During this outage our Asia-Southeast cluster became periodically unreachable. However, since the outage itself affected more than 1% of workloads in that region, it is Railway’s policy to share the public details of what occurred.

Incident Response Timeline

At approximately 03:39 UTC, Railway’s On-Call Engineer received alerts from internal monitoring that compute capacity in our Asia-Southeast region had been exhausted. This was followed shortly after by a number of low-disk capacity alarms.

After investigation, it was discovered that all instances in the region were unable to connect to the Dataplane node instance manager. At 04:13 UTC we declared a partial outage for Asia-Southeast. It was quickly determined that all instances were experiencing unexpectedly high (above 95%) memory usage, and utilizing swap memory to cover any burst capacity requirements.

As a result of the lack of capacity within the region, deployments within the region were queued temporarily.

Initially, after rebooting the affected services, 50% of our capacity came back online. However, the other 50% not only failed to recover, but subsequently became fully unresponsive, necessitating a full restart of those unresponsive instances to regain access to them.

As a result, at 04:30 UTC the on-call engineer made the decision to mitigate the lack of capacity by deploying a new compute node within the region and manually culling certain high-memory workloads from the existing compute nodes to free up capacity. We communicated these mitigations at 05:06 UTC.
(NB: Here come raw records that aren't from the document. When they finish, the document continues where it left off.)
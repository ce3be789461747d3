use std::time::Duration;

use async_trait::async_trait;
use shared::{
    domain::{ButtonIndex, PresenceState, PressEvent},
    error::{AlertError, PresenceError, RenderError},
};
use tokio::sync::mpsc;

mod http_presence;
mod logged_presence;
mod tracing_notifier;
mod virtual_deck;

pub use http_presence::HttpPresence;
pub use logged_presence::LoggedPresence;
pub use tracing_notifier::TracingNotifier;
pub use virtual_deck::{PressSender, VirtualDeck};

/// Ordered, uncoalesced press events from a deck.
pub type PressStream = mpsc::UnboundedReceiver<PressEvent>;

#[derive(Debug, Clone, PartialEq, Eq)]
pub struct Notification {
    pub title: String,
    pub message: String,
    pub timeout: Duration,
}

#[async_trait]
pub trait DeckDevice: Send + Sync {
    async fn set_button_image(&self, button: ButtonIndex, image: &[u8])
        -> Result<(), RenderError>;
    /// Hands out the press stream. Only the first call returns `Some`.
    fn take_press_events(&self) -> Option<PressStream>;
}

#[async_trait]
pub trait PresenceService: Send + Sync {
    async fn set_presence(&self, state: PresenceState) -> Result<(), PresenceError>;
}

#[async_trait]
pub trait Notifier: Send + Sync {
    async fn notify(&self, notification: Notification) -> Result<(), AlertError>;
}
use std::{
    io::{self, BufRead},
    path::PathBuf,
    thread,
};

use deck_integration::PressSender;
use shared::domain::ButtonIndex;
use tokio::sync::{mpsc, oneshot};
use toggle_core::ControllerCommand;
use tracing::{debug, info, warn};

#[derive(Debug, Clone, PartialEq, Eq)]
pub enum ConsoleCommand {
    /// `None` presses the bound button.
    Press(Option<u8>),
    Alerts(AlertSwitch),
    Icons { online: PathBuf, invisible: PathBuf },
    Quit,
}

#[derive(Debug, Clone, Copy, PartialEq, Eq)]
pub enum AlertSwitch {
    On,
    Off,
    Toggle,
}

pub fn parse_console_line(line: &str) -> Option<ConsoleCommand> {
    let mut words = line.split_whitespace();
    let command = match words.next() {
        None => return Some(ConsoleCommand::Press(None)),
        Some(word) => word.to_ascii_lowercase(),
    };

    let parsed = match command.as_str() {
        "press" | "p" => match words.next() {
            None => ConsoleCommand::Press(None),
            Some(index) => ConsoleCommand::Press(Some(index.parse().ok()?)),
        },
        "alerts" => match words.next()?.to_ascii_lowercase().as_str() {
            "on" => ConsoleCommand::Alerts(AlertSwitch::On),
            "off" => ConsoleCommand::Alerts(AlertSwitch::Off),
            "toggle" => ConsoleCommand::Alerts(AlertSwitch::Toggle),
            _ => return None,
        },
        "icons" => ConsoleCommand::Icons {
            online: PathBuf::from(words.next()?),
            invisible: PathBuf::from(words.next()?),
        },
        "quit" | "exit" => ConsoleCommand::Quit,
        _ => return None,
    };

    if words.next().is_some() {
        return None;
    }
    Some(parsed)
}

/// Reads commands from stdin on a plain thread so a pending read never
/// holds up runtime shutdown. Dropping out of the loop releases both
/// senders, which closes the controller's queue.
pub fn spawn_reader(
    button: ButtonIndex,
    presses: PressSender,
    commands: mpsc::Sender<ControllerCommand>,
) -> io::Result<thread::JoinHandle<()>> {
    thread::Builder::new()
        .name("console".into())
        .spawn(move || {
            for line in io::stdin().lock().lines() {
                let Ok(line) = line else {
                    break;
                };
                match parse_console_line(&line) {
                    Some(command) => {
                        if !dispatch(command, button, &presses, &commands) {
                            break;
                        }
                    }
                    None => warn!(input = %line.trim(), "unrecognized console command"),
                }
            }
            debug!("console reader finished");
        })
}

/// Returns false when the reader should stop.
fn dispatch(
    command: ConsoleCommand,
    button: ButtonIndex,
    presses: &PressSender,
    commands: &mpsc::Sender<ControllerCommand>,
) -> bool {
    match command {
        ConsoleCommand::Press(index) => presses.press(index.map(ButtonIndex).unwrap_or(button)),
        ConsoleCommand::Alerts(switch) => {
            let command = match switch {
                AlertSwitch::On => ControllerCommand::SetAlertsEnabled(true),
                AlertSwitch::Off => ControllerCommand::SetAlertsEnabled(false),
                AlertSwitch::Toggle => ControllerCommand::ToggleAlerts,
            };
            commands.blocking_send(command).is_ok()
        }
        ConsoleCommand::Icons { online, invisible } => {
            let (reply_tx, reply_rx) = oneshot::channel();
            let request = ControllerCommand::SetIcons {
                online,
                invisible,
                reply: Some(reply_tx),
            };
            if commands.blocking_send(request).is_err() {
                return false;
            }
            match reply_rx.blocking_recv() {
                Ok(Ok(())) => {
                    info!("icons updated");
                    true
                }
                Ok(Err(error)) => {
                    warn!(%error, "icons not changed");
                    true
                }
                Err(_) => false,
            }
        }
        ConsoleCommand::Quit => false,
    }
}

#[cfg(test)]
#[path = "tests/console_tests.rs"]
mod tests;
use async_trait::async_trait;
use shared::{domain::PresenceState, error::PresenceError};
use tracing::info;

use crate::PresenceService;

/// Stand-in used when no presence endpoint is configured.
#[derive(Debug, Default)]
pub struct LoggedPresence;

#[async_trait]
impl PresenceService for LoggedPresence {
    async fn set_presence(&self, state: PresenceState) -> Result<(), PresenceError> {
        info!(%state, "presence update (no endpoint configured)");
        Ok(())
    }
}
By 05:58 UTC the approach of manually culling workloads had yielded further partial recovery, however one compute node was still fully unresponsive, and any workloads on that node were still unreachable as a result.

We communicated that services were starting to recover at 06:05 UTC. At 06:07 UTC, recovery efforts now shifted to understanding the underlying issue affecting the remaining unresponsive compute node.

It was quickly discovered that the instance was irrevocably soft locked and refusing any further communication. This made further debugging efforts particularly difficult. Any attempt to replicate the issue would result in the box entering an inaccessible state for 5-10 minutes. It would then take 30 additional minutes after restarting the dataplane instance manager for the compute node to repopulate its image graph to start serving workloads as usual.

With half of compute capacity in the region now back online, at 08:10 UTC we communicated that we had achieved a partial recovery of the region and were actively working on recovering the remaining 50%.

We continued to investigate the remaining unresponsive compute node. After disabling process restore functionality, we identified a newly provisioned workload from a self service customer that was exceeding the capacity of the region. As soon as this user workload was restored, the instance would experience a significant increase of utilized memory back to above 95%.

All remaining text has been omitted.